Plain weave fabric CFRP specimens are tested at elevated temperatures to study the in-plane shear and interlaminar shear properties. The in-plane shear properties, the in-plane shear strength and interlaminar shear strength are greatly affected by the exposed temperature, even when the temperature is below the \({T}_{g}\) of the composites. This is due to the matrix carrying most of the load during the initial stages of loading and consequently affecting the off-axis load bearing characteristics of the composites.
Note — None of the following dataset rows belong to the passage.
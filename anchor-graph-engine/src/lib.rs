//! # Anchor Graph Engine
//! This crate implements the anchor graph on top of a document store: the
//! identity registry, access evaluation and grants, the per-operation working
//! set with its atomic bulk commit, batch and streamed traversal, and the
//! walker scheduler.
pub mod access;
pub mod commit;
pub mod config;
pub mod errors;
pub mod memory;
pub mod registry;
pub mod scheduler;
pub mod traversal;

pub use access::{AccessUpdate, Grantee, allow, disallow, effective_level, is_owner};
pub use commit::{ChangeSet, CommitResult, commit};
pub use config::EngineConfig;
pub use errors::{GraphError, SchedulerError, WalkerError};
pub use memory::Memory;
pub use registry::Registry;
pub use scheduler::{
    ClaimOutcome, Scheduler, SchedulerDriver, TaskDefinition, TaskEvent, Trigger, Walker,
    WalkerContext, WalkerOutcome, WalkerRegistry,
};
pub use traversal::{
    EdgeRecord, NodeRecord, STREAM_MEDIA_TYPE, Traversal, TraversalQuery, TraversalResult,
    TraversalRound,
};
The failure occurrences, which occurs mostly in the resin rich region, in delamination mode is also the reason for this reduction in in-plane shear properties at elevated temperatures. The prediction model, Hawileh model can be used for estimating the in-plane shear strength, while Wang model can be used for estimating the shear modulus of the plain weave fabric CFRP at different temperature exposures. The interlaminar strength of the composite is largely unaffected by the exposure to elevated temperatures. Nonetheless, the variation in cross-sectional area of the composites affect them greatly. Both of these can be attributed to the protection provided by the outer plies, which insulates the heat flow through the composites and retaining the interlaminar properties at elevated temperatures. The failure modes occurring in plies away from the outer plies show that the thickness clearly influences the interlaminar strength of the composites.